The fun of Singapore is how an area can change character in metres, and heading back just half a block to Jalan Besar (Besar-st) and you’ll find yourself firmly back in Chinese territory.
Occupying a corner block, dim sum restaurant Swee Choon is an institution among clubbers, defying the traditions of dim sum as a morning food by opening from 6pm to 6am.
Along with classics like char siew pau (roast pork buns) and some of Singapore’s best shao lin bao (soup dumplings), there are other delights, like the prawn and tofu roll, kind of like the best crab stick you ever ate.
Katong is a spot in eastern Singapore famous for its Peranakan cuisine. The Peranakans are the descendants of Chinese and Malays and occupy a special place in the city’s culinary heritage.

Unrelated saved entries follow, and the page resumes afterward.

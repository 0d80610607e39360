// SPDX-License-Identifier: Apache-2.0 OR MIT
// Copyright (c) 2025-2026 naskel.com

//! Discovery state machine.
//!
//! Stateless with respect to the entity collection: this module only
//! validates and decodes ADP advertisements and builds `ENTITY_DISCOVER`
//! frames. [`crate::facade::Controller`] owns the entity collection and
//! decides new-vs-refresh-vs-departed from what this module hands back.

use crate::codec::{AdpFrame, AdpMessageType};
use crate::config::{
    ControllerConfig, ENTITY_CAPABILITIES_ENTITY_NOT_READY, ENTITY_CAPABILITIES_GENERAL_CONTROLLER_IGNORE,
};
use crate::error::{DiscoveryError, DiscoveryResult};

/// A validated `ENTITY_AVAILABLE`/`ENTITY_DEPARTING` advertisement.
#[derive(Debug, Clone, Copy, PartialEq, Eq)]
pub struct Advertisement {
    pub entity_id: u64,
    pub mac: [u8; 6],
    pub entity_model_id: u64,
    pub available_index: u32,
    pub valid_time_units: u8,
    pub departing: bool,
}

/// Validate and decode an ADPDU already known to carry `src_mac` as its
/// Ethernet source.
///
/// # Errors
/// [`DiscoveryError::IllegalZeroEntityId`] for a zero entity-id;
/// [`DiscoveryError::FilteredByCapabilities`] if the advertisement's
/// capability bitfields fail any configured filter, or if
/// `ENTITY_NOT_READY`/`GENERAL_CONTROLLER_IGNORE` is set.
pub fn parse_advertisement(
    frame: &AdpFrame,
    src_mac: [u8; 6],
    filters: &ControllerConfig,
) -> DiscoveryResult<Advertisement> {
    if frame.entity_id == 0 {
        return Err(DiscoveryError::IllegalZeroEntityId);
    }

    let departing = matches!(frame.message_type, AdpMessageType::EntityDeparting);

    if !departing {
        if frame.entity_capabilities & ENTITY_CAPABILITIES_ENTITY_NOT_READY != 0
            || frame.entity_capabilities & ENTITY_CAPABILITIES_GENERAL_CONTROLLER_IGNORE != 0
        {
            return Err(DiscoveryError::FilteredByCapabilities);
        }
        if filters.entity_capabilities_filter != 0
            && frame.entity_capabilities & filters.entity_capabilities_filter
                != filters.entity_capabilities_filter
        {
            return Err(DiscoveryError::FilteredByCapabilities);
        }
        if filters.talker_capabilities_filter != 0
            && frame.talker_capabilities & filters.talker_capabilities_filter as u16
                != filters.talker_capabilities_filter as u16
        {
            return Err(DiscoveryError::FilteredByCapabilities);
        }
        if filters.listener_capabilities_filter != 0
            && frame.listener_capabilities & filters.listener_capabilities_filter as u16
                != filters.listener_capabilities_filter as u16
        {
            return Err(DiscoveryError::FilteredByCapabilities);
        }
    }

    Ok(Advertisement {
        entity_id: frame.entity_id,
        mac: src_mac,
        entity_model_id: frame.entity_model_id,
        available_index: frame.available_index,
        valid_time_units: frame.valid_time,
        departing,
    })
}

/// Build an `ENTITY_DISCOVER` advertisement requesting every entity on the
/// segment to (re-)announce itself. `target_entity_id` of `0` means
/// "everyone"; a nonzero value targets a single entity-id.
#[must_use]
pub fn build_entity_discover(_src_mac: [u8; 6], target_entity_id: u64) -> AdpFrame {
    AdpFrame {
        message_type: AdpMessageType::EntityDiscover,
        valid_time: 0,
        entity_id: target_entity_id,
        entity_model_id: 0,
        entity_capabilities: 0,
        talker_stream_sources: 0,
        talker_capabilities: 0,
        listener_stream_sinks: 0,
        listener_capabilities: 0,
        controller_capabilities: 0,
        available_index: 0,
        gptp_grandmaster_id: 0,
        gptp_domain_number: 0,
        identify_control_index: 0,
        interface_index: 0,
        association_id: 0,
    }
}
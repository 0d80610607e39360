// SPDX-License-Identifier: Apache-2.0 OR MIT
// Copyright (c) 2025-2026 naskel.com

//! Global crate-internal logger instance and initialization.

use super::output::{LogLevel, Output};
use std::io;
use std::sync::{Arc, Mutex, OnceLock};

static LOGGER: OnceLock<Arc<Mutex<GlobalLogger>>> = OnceLock::new();

struct GlobalLogger {
    output: Option<Arc<dyn Output>>,
}

impl GlobalLogger {
    fn new() -> Self {
        Self { output: None }
    }

    fn log(&self, level: LogLevel, message: &str) -> io::Result<()> {
        if let Some(ref output) = self.output {
            output.write(level, message)?;
        }
        Ok(())
    }

    fn flush(&self) -> io::Result<()> {
        if let Some(ref output) = self.output {
            output.flush()?;
        }
        Ok(())
    }
}

/// Initialize the global internal logger. Subsequent calls are ignored.
pub fn init_logger(output: Arc<dyn Output>) {
    let _ = LOGGER.get_or_init(|| {
        let mut logger = GlobalLogger::new();
        logger.output = Some(output);
        Arc::new(Mutex::new(logger))
    });
}

#[inline]
fn get_logger() -> Option<Arc<Mutex<GlobalLogger>>> {
    LOGGER.get().cloned()
}

#[inline]
pub(crate) fn log_message(level: LogLevel, message: &str) -> io::Result<()> {
    match get_logger() {
        Some(logger) => {
            let guard = logger
                .lock()
                .map_err(|_| io::Error::other("internal logger mutex poisoned"))?;
            guard.log(level, message)
        }
        None => Ok(()),
    }
}

/// Flush the internal logger's output. Safe to call if never initialized.
pub fn flush_logger() -> io::Result<()> {
    match get_logger() {
        Some(logger) => {
            let guard = logger
                .lock()
                .map_err(|_| io::Error::other("internal logger mutex poisoned"))?;
            guard.flush()
        }
        None => Ok(()),
    }
}

#[cfg(test)]
mod tests {
    use super::*;
    use crate::logging::output::ConsoleOutput;

    #[test]
    fn test_log_message_noop_uninitialized() {
        assert!(log_message(LogLevel::Info, "no logger yet").is_ok());
    }

    #[test]
    fn test_init_and_log() {
        let console = Arc::new(ConsoleOutput::new(LogLevel::Debug));
        init_logger(console);
        assert!(log_message(LogLevel::Debug, "test debug").is_ok());
        assert!(flush_logger().is_ok());
    }
}
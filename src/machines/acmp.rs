// SPDX-License-Identifier: Apache-2.0 OR MIT
// Copyright (c) 2025-2026 naskel.com

//! ACMP controller state machine.
//!
//! Mirrors [`super::aecp::AecpController`]'s inflight/retry/timeout shape,
//! but every command type carries its own timeout (IEEE 1722.1-2013 Table
//! 8.1) rather than one shared constant, and responses are matched on
//! sequence id the same way ACMP always has been — the talker/listener
//! entity ids in the frame are routing information, not a second key.

use std::time::{Duration, Instant};

use crate::codec::{AcmpFrame, AcmpMessageType};
use crate::config::{
    ACMP_CONNECT_RX_TIMEOUT, ACMP_CONNECT_TX_TIMEOUT, ACMP_DISCONNECT_RX_TIMEOUT,
    ACMP_DISCONNECT_TX_TIMEOUT, ACMP_GET_RX_STATE_TIMEOUT, ACMP_GET_TX_CONNECTION_TIMEOUT,
    ACMP_GET_TX_STATE_TIMEOUT,
};
use crate::inflight::{InflightCommand, InflightTable};

/// Look up the IEEE 1722.1 Table 8.1 timeout for a given ACMP command type.
/// Response variants and unknown values fall back to the longest table
/// entry, since they are never used to start a timer.
#[must_use]
pub fn timeout_for(message_type: AcmpMessageType) -> Duration {
    match message_type {
        AcmpMessageType::ConnectTxCommand => ACMP_CONNECT_TX_TIMEOUT,
        AcmpMessageType::DisconnectTxCommand => ACMP_DISCONNECT_TX_TIMEOUT,
        AcmpMessageType::GetTxStateCommand => ACMP_GET_TX_STATE_TIMEOUT,
        AcmpMessageType::ConnectRxCommand => ACMP_CONNECT_RX_TIMEOUT,
        AcmpMessageType::DisconnectRxCommand => ACMP_DISCONNECT_RX_TIMEOUT,
        AcmpMessageType::GetRxStateCommand => ACMP_GET_RX_STATE_TIMEOUT,
        AcmpMessageType::GetTxConnectionCommand => ACMP_GET_TX_CONNECTION_TIMEOUT,
        _ => ACMP_CONNECT_RX_TIMEOUT,
    }
}

/// Result of matching an incoming ACMP response against the inflight table.
#[derive(Debug, Clone, PartialEq, Eq)]
pub enum AcmpOutcome {
    Matched { notification_id: u64 },
    Unmatched,
}

/// An action `tick()` wants the facade to perform.
#[derive(Debug, Clone, PartialEq, Eq)]
pub enum AcmpTickAction {
    Retry { frame: Vec<u8>, notification_id: u64 },
    TimedOut { notification_id: u64 },
}

/// Tracks every outstanding ACMP command.
#[derive(Debug, Default)]
pub struct AcmpController {
    inflight: InflightTable,
    next_sequence_id: u16,
}

impl AcmpController {
    #[must_use]
    pub fn new() -> Self {
        Self {
            inflight: InflightTable::new(),
            next_sequence_id: 0,
        }
    }

    pub fn alloc_sequence_id(&mut self) -> u16 {
        let id = self.next_sequence_id;
        self.next_sequence_id = self.next_sequence_id.wrapping_add(1);
        id
    }

    pub fn register_sent(
        &mut self,
        sequence_id: u16,
        notification_id: u64,
        frame: Vec<u8>,
        command_type: AcmpMessageType,
        now: Instant,
    ) {
        self.inflight.push(InflightCommand::new(
            sequence_id,
            notification_id,
            frame,
            now,
            timeout_for(command_type),
        ));
    }

    pub fn on_response(&mut self, response: &AcmpFrame) -> AcmpOutcome {
        match self.inflight.take_by_sequence_id(response.sequence_id) {
            Some(entry) => AcmpOutcome::Matched {
                notification_id: entry.notification_id,
            },
            None => AcmpOutcome::Unmatched,
        }
    }

    pub fn tick(&mut self, now: Instant) -> Vec<AcmpTickAction> {
        let mut actions = Vec::new();
        self.inflight.retain_expired(now, |entry| {
            if entry.retried() {
                actions.push(AcmpTickAction::TimedOut {
                    notification_id: entry.notification_id,
                });
                false
            } else {
                entry.mark_retried(now);
                actions.push(AcmpTickAction::Retry {
                    frame: entry.frame.clone(),
                    notification_id: entry.notification_id,
                });
                true
            }
        });
        actions
    }

    #[must_use]
    pub fn is_inflight_with_notification_id(&self, notification_id: u64) -> bool {
        self.inflight.find_by_notification_id(notification_id).is_some()
    }

    #[must_use]
    pub fn inflight_count(&self) -> usize {
        self.inflight.len()
    }
}

#[cfg(test)]
mod tests {
    use super::*;

    fn response(sequence_id: u16) -> AcmpFrame {
        AcmpFrame {
            message_type: AcmpMessageType::ConnectRxResponse,
            status: 0,
            stream_id: 0,
            controller_entity_id: 1,
            talker_entity_id: 2,
            listener_entity_id: 3,
            talker_unique_id: 0,
            listener_unique_id: 0,
            stream_dest_mac: [0; 6],
            connection_count: 0,
            sequence_id,
            flags: 0,
        }
    }

    #[test]
    fn test_timeout_table_distinguishes_command_types() {
        assert_eq!(timeout_for(AcmpMessageType::ConnectRxCommand), ACMP_CONNECT_RX_TIMEOUT);
        assert_eq!(timeout_for(AcmpMessageType::GetTxStateCommand), ACMP_GET_TX_STATE_TIMEOUT);
        assert_ne!(
            timeout_for(AcmpMessageType::ConnectRxCommand),
            timeout_for(AcmpMessageType::DisconnectTxCommand)
        );
    }

    #[test]
    fn test_matched_response() {
        let mut ctl = AcmpController::new();
        let now = Instant::now();
        ctl.register_sent(3, 55, vec![1], AcmpMessageType::ConnectRxCommand, now);
        let outcome = ctl.on_response(&response(3));
        assert_eq!(outcome, AcmpOutcome::Matched { notification_id: 55 });
    }

    #[test]
    fn test_unmatched_response() {
        let mut ctl = AcmpController::new();
        assert_eq!(ctl.on_response(&response(9)), AcmpOutcome::Unmatched);
    }

    #[test]
    fn test_retry_then_timeout_uses_command_specific_duration() {
        let mut ctl = AcmpController::new();
        let start = Instant::now();
        ctl.register_sent(1, 1, vec![1], AcmpMessageType::DisconnectTxCommand, start);

        let actions = ctl.tick(start + ACMP_DISCONNECT_TX_TIMEOUT);
        assert_eq!(actions.len(), 1);
        assert!(matches!(actions[0], AcmpTickAction::Retry { .. }));

        let actions = ctl.tick(start + ACMP_DISCONNECT_TX_TIMEOUT * 2);
        assert_eq!(actions, vec![AcmpTickAction::TimedOut { notification_id: 1 }]);
    }
}
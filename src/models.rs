use chrono::{DateTime, Utc};
use serde::{Deserialize, Serialize};
use serde_json::Value;
use std::collections::HashMap;

/// Inbound email as handed over by the mail source. Immutable once ingested.
#[derive(Debug, Clone, Serialize, Deserialize)]
pub struct EmailRecord {
    pub id: String,
    pub subject: String,
    pub message: String,
}

#[derive(Debug, Clone, Serialize, Deserialize)]
pub struct OrderRequest {
    pub order_id: String,
    pub items: Vec<OrderItemRequest>,
}

#[derive(Debug, Clone, Serialize, Deserialize)]
pub struct OrderItemRequest {
    pub product_id: String,
    pub quantity: i64,
}

/// Terminal state of a single order line.
#[derive(Debug, Clone, Copy, PartialEq, Eq, Serialize, Deserialize)]
#[serde(rename_all = "snake_case")]
pub enum LineStatus {
    Available,
    Partial,
    InvalidQuantity,
    InvalidProduct,
    CheckFailed,
}

impl LineStatus {
    pub fn as_str(&self) -> &'static str {
        match self {
            LineStatus::Available => "available",
            LineStatus::Partial => "partial",
            LineStatus::InvalidQuantity => "invalid_quantity",
            LineStatus::InvalidProduct => "invalid_product",
            LineStatus::CheckFailed => "check_failed",
        }
    }
}

#[derive(Debug, Clone, Copy, PartialEq, Eq, Serialize, Deserialize)]
#[serde(rename_all = "snake_case")]
pub enum OrderStatus {
    Fulfilled,
    Partial,
    Failed,
    ProcessingError,
}

impl OrderStatus {
    pub fn as_str(&self) -> &'static str {
        match self {
            OrderStatus::Fulfilled => "fulfilled",
            OrderStatus::Partial => "partial",
            OrderStatus::Failed => "failed",
            OrderStatus::ProcessingError => "processing_error",
        }
    }

    fn severity(self) -> u8 {
        match self {
            OrderStatus::Fulfilled => 0,
            OrderStatus::Partial => 1,
            OrderStatus::Failed => 2,
            OrderStatus::ProcessingError => 3,
        }
    }

    /// Monotone non-improving aggregation: the order status only ever moves
    /// toward the more severe of the two.
    pub fn escalate(self, other: OrderStatus) -> OrderStatus {
        if other.severity() > self.severity() {
            other
        } else {
            self
        }
    }
}

#[derive(Debug, Clone, Serialize, Deserialize)]
pub struct ItemReport {
    pub product_id: String,
    pub requested: i64,
    pub fulfilled: i64,
    pub status: LineStatus,
    /// Post-check stock minus fulfilled, taken from a second fresh read. May
    /// disagree with the read that drove the fulfillment decision; `None` when
    /// no meaningful second read exists.
    pub remaining_stock: Option<i64>,
}

#[derive(Debug, Clone, Serialize, Deserialize)]
pub struct OrderReport {
    pub order_id: String,
    pub status: OrderStatus,
    pub items: Vec<ItemReport>,
    #[serde(skip_serializing_if = "Option::is_none")]
    pub error: Option<String>,
    pub timestamp: DateTime<Utc>,
}

#[derive(Debug, Default, Clone, Serialize)]
pub struct BulkReport {
    pub success_count: usize,
    pub failed_count: usize,
    pub processed_orders: HashMap<String, OrderReport>,
    /// Signed per-product delta (requested − fulfilled) summed over all
    /// processed orders in this run.
    pub inventory_changes: HashMap<String, i64>,
}

#[derive(Debug, Clone, Serialize)]
pub struct EmailClassification {
    pub email_id: String,
    pub category: String,
    #[serde(skip_serializing_if = "Option::is_none")]
    pub error: Option<String>,
}

#[derive(Debug, Default, Clone, PartialEq, Eq, Serialize)]
pub struct AppendReport {
    pub success: usize,
    pub failed: usize,
    pub batches: usize,
    pub errors: Vec<String>,
}

#[derive(Debug, Default, Clone, PartialEq, Eq, Serialize)]
pub struct UpdateReport {
    pub updated_cells: usize,
    pub failed_ranges: Vec<String>,
}

#[derive(Debug, Default, Clone, PartialEq, Eq, Serialize)]
pub struct UpsertReport {
    pub updated: usize,
    pub created: usize,
    pub errors: usize,
}

#[derive(Debug, Serialize, Deserialize, Clone)]
pub struct StageReport {
    pub name: String,
    pub elapsed_ms: u128,
    pub timestamp: DateTime<Utc>,
    pub output: Value,
}

impl StageReport {
    pub fn new(name: &str, elapsed_ms: u128, output: Value) -> Self {
        Self {
            name: name.to_string(),
            elapsed_ms,
            timestamp: Utc::now(),
            output,
        }
    }
}
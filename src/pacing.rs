use std::time::Duration;
use tokio::time::sleep;

/// Shared pacing policy: how many units to process before sleeping, and for
/// how long. One instance is threaded through the store adapter, the order
/// engine and the classifier so all three respect the same remote rate limits.
#[derive(Debug, Clone, Copy)]
pub struct Pacer {
    chunk_size: usize,
    delay: Duration,
}

impl Pacer {
    pub fn new(chunk_size: usize, delay: Duration) -> Self {
        Self {
            chunk_size: chunk_size.max(1),
            delay,
        }
    }

    /// Same delay, different chunk boundary. Used when a call site overrides
    /// the batch size.
    pub fn with_chunk(&self, chunk_size: usize) -> Self {
        Self::new(chunk_size, self.delay)
    }

    pub fn chunk_size(&self) -> usize {
        self.chunk_size
    }

    /// Unconditional pacing pause.
    pub async fn pause(&self) {
        if !self.delay.is_zero() {
            sleep(self.delay).await;
        }
    }

    /// Pause only when `processed` has just crossed a chunk boundary.
    pub async fn pause_after(&self, processed: usize) {
        if processed > 0 && processed % self.chunk_size == 0 {
            self.pause().await;
        }
    }
}

#[cfg(test)]
mod tests {
    use super::*;
    use tokio::time::Instant;

    #[tokio::test(start_paused = true)]
    async fn pauses_on_chunk_boundary() {
        let pacer = Pacer::new(5, Duration::from_secs(1));
        let start = Instant::now();
        pacer.pause_after(5).await;
        assert_eq!(start.elapsed(), Duration::from_secs(1));
    }

    #[tokio::test(start_paused = true)]
    async fn skips_mid_chunk() {
        let pacer = Pacer::new(5, Duration::from_secs(1));
        let start = Instant::now();
        pacer.pause_after(4).await;
        pacer.pause_after(0).await;
        assert_eq!(start.elapsed(), Duration::ZERO);
    }

    #[tokio::test(start_paused = true)]
    async fn chunk_override_keeps_delay() {
        let pacer = Pacer::new(5, Duration::from_secs(2)).with_chunk(2);
        assert_eq!(pacer.chunk_size(), 2);
        let start = Instant::now();
        pacer.pause_after(2).await;
        assert_eq!(start.elapsed(), Duration::from_secs(2));
    }

    #[tokio::test]
    async fn zero_delay_is_a_noop() {
        let pacer = Pacer::new(1, Duration::ZERO);
        pacer.pause().await;
        pacer.pause_after(1).await;
    }
}
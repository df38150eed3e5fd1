use crate::metrics;
use rand::Rng;
use std::future::Future;
use std::time::Duration;
use tracing::warn;

/// Delay schedule for repeated attempts against an unreliable remote.
#[derive(Debug, Clone, Copy)]
pub enum Backoff {
    /// Exponential doubling from `min`, capped at `max`.
    Fixed { min: Duration, max: Duration },
    /// Exponential cap as in `Fixed`, then a uniform sample below the cap.
    /// Spreads concurrent retriers instead of synchronizing them.
    FullJitter { base: Duration, max: Duration },
}

impl Backoff {
    pub fn delay(&self, attempt: u32) -> Duration {
        match *self {
            Backoff::Fixed { min, max } => exponential(min, max, attempt),
            Backoff::FullJitter { base, max } => {
                let cap = exponential(base, max, attempt);
                if cap.is_zero() {
                    return cap;
                }
                let nanos = rand::rng().random_range(0..=cap.as_nanos() as u64);
                Duration::from_nanos(nanos)
            }
        }
    }
}

fn exponential(base: Duration, max: Duration, attempt: u32) -> Duration {
    let doublings = attempt.saturating_sub(1).min(16);
    base.saturating_mul(1 << doublings).min(max)
}

#[derive(Debug, Clone, Copy)]
pub struct RetryPolicy {
    pub max_attempts: u32,
    pub backoff: Backoff,
}

impl RetryPolicy {
    /// Policy with no delay between attempts. Test seam.
    #[cfg(test)]
    pub fn immediate(max_attempts: u32) -> Self {
        Self {
            max_attempts,
            backoff: Backoff::Fixed {
                min: Duration::ZERO,
                max: Duration::ZERO,
            },
        }
    }
}

/// Errors classify themselves: transient failures are worth another attempt,
/// anything else re-raises on the first occurrence.
pub trait Retryable {
    fn is_transient(&self) -> bool;
}

/// Run `op` up to `policy.max_attempts` times, sleeping per the backoff between
/// transient failures. The last error is always surfaced to the caller; whether
/// to swallow it is the caller's decision, not ours.
pub async fn with_retry<T, E, F, Fut>(policy: RetryPolicy, remote: &str, mut op: F) -> Result<T, E>
where
    F: FnMut() -> Fut,
    Fut: Future<Output = Result<T, E>>,
    E: Retryable + std::fmt::Display,
{
    let attempts = policy.max_attempts.max(1);
    let mut attempt = 1u32;
    loop {
        match op().await {
            Ok(value) => return Ok(value),
            Err(err) => {
                if !err.is_transient() || attempt >= attempts {
                    return Err(err);
                }
                warn!(
                    target = "mailroom.retry",
                    remote = remote,
                    attempt = attempt,
                    error = %err,
                    "remote_call_failed_backing_off"
                );
                metrics::retry_scheduled(remote, attempt);
                tokio::time::sleep(policy.backoff.delay(attempt)).await;
                attempt += 1;
            }
        }
    }
}
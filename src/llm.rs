use crate::http::build_client;
use crate::retry::Retryable;
use reqwest::Client;
use serde::{Deserialize, Serialize};
use thiserror::Error;

#[derive(Debug, Clone)]
pub struct LlmConfig {
    pub base_url: String,
    pub api_key: Option<String>,
    pub model: String,
    pub temperature: f32,
}

impl LlmConfig {
    pub fn from_env() -> Self {
        Self {
            base_url: std::env::var("LLM_BASE_URL")
                .unwrap_or_else(|_| "https://api.openai.com/v1".into()),
            api_key: std::env::var("LLM_API_KEY").ok(),
            model: std::env::var("LLM_MODEL").unwrap_or_else(|_| "gpt-4".into()),
            temperature: std::env::var("LLM_TEMPERATURE")
                .ok()
                .and_then(|v| v.parse::<f32>().ok())
                .unwrap_or(0.0),
        }
    }
}

#[derive(Debug, Error)]
pub enum LlmError {
    #[error("missing base url")]
    MissingBaseUrl,
    #[error("http error: {0}")]
    Http(String),
    #[error("invalid response: {0}")]
    InvalidResponse(String),
}

impl Retryable for LlmError {
    fn is_transient(&self) -> bool {
        matches!(self, LlmError::Http(_))
    }
}

#[derive(Debug, Clone, Serialize)]
pub struct LlmMessage {
    pub role: String,
    pub content: String,
}

impl LlmMessage {
    pub fn user(content: impl Into<String>) -> Self {
        Self {
            role: "user".into(),
            content: content.into(),
        }
    }

    pub fn system(content: impl Into<String>) -> Self {
        Self {
            role: "system".into(),
            content: content.into(),
        }
    }
}

pub struct LlmClient {
    http: Client,
    config: LlmConfig,
}

impl LlmClient {
    pub fn new(config: LlmConfig) -> Self {
        Self {
            http: build_client(),
            config,
        }
    }

    /// One chat-completions round trip; returns the first choice's text.
    pub async fn chat(&self, messages: &[LlmMessage]) -> Result<String, LlmError> {
        let base = self.config.base_url.trim_end_matches('/');
        if base.is_empty() {
            return Err(LlmError::MissingBaseUrl);
        }

        let body = ChatRequest {
            model: self.config.model.clone(),
            temperature: self.config.temperature,
            messages: messages.to_vec(),
        };

        let mut request = self.http.post(format!("{base}/chat/completions")).json(&body);
        if let Some(key) = &self.config.api_key {
            request = request.bearer_auth(key);
        }

        let response = request
            .send()
            .await
            .map_err(|err| LlmError::Http(err.to_string()))?;

        if !response.status().is_success() {
            return Err(LlmError::Http(format!("HTTP {}", response.status())));
        }

        let payload: ChatResponse = response
            .json()
            .await
            .map_err(|err| LlmError::InvalidResponse(err.to_string()))?;

        payload
            .choices
            .into_iter()
            .next()
            .map(|choice| choice.message.content)
            .ok_or_else(|| LlmError::InvalidResponse("empty choices".into()))
    }
}

#[derive(Debug, Serialize)]
struct ChatRequest {
    model: String,
    temperature: f32,
    messages: Vec<LlmMessage>,
}

#[derive(Debug, Deserialize)]
struct ChatResponse {
    choices: Vec<ChatChoice>,
}

#[derive(Debug, Deserialize)]
struct ChatChoice {
    message: ChatChoiceMessage,
}

#[derive(Debug, Deserialize)]
struct ChatChoiceMessage {
    content: String,
}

Old-style restaurants like Chilli Padi are the place to enjoy ayam buah teluak (chicken with black nuts), a fascinating dish featuring a relative of the candle nut that needs to be treated to be leached of toxins, but adds a fascinating richness to the dish.
Further across the suburb, the bustling Katong 328 laksa stall, despite its location in the far east of the island, people travel from all over the nation to sample its definitive version of curry laksa.
Noodles are pre-chopped and you are issued with just a spoon to eat, with the iodine-flavoured cockles complemented the coconut flavoured broth just nicely. The side dish of choice is otak otak, a pounded mackerel cake, which has the distinction of being far better than it sounds. A paste of mackerel and aromatic spices such as ginger and galangal is folded into a banana leaf and is a smooth counterpoint to the laksa.
In spite of the bounty of top notch food in Singapore, the real delight is not the restaurants, but the knowledge and the pride Singaporeans take in their culinary habits.
Food takes up the place of sport in many other places as the nation pass time. Where else could you find a taxi driver obsessively dedicated to finding the country’s best nasi lemak? Where else will strangers eagerly draw you a map to find a particularly promising kopitiam in an obscure location?
It’s this overall dedication to the joys of the table that makes Singapore a must for the food tourist.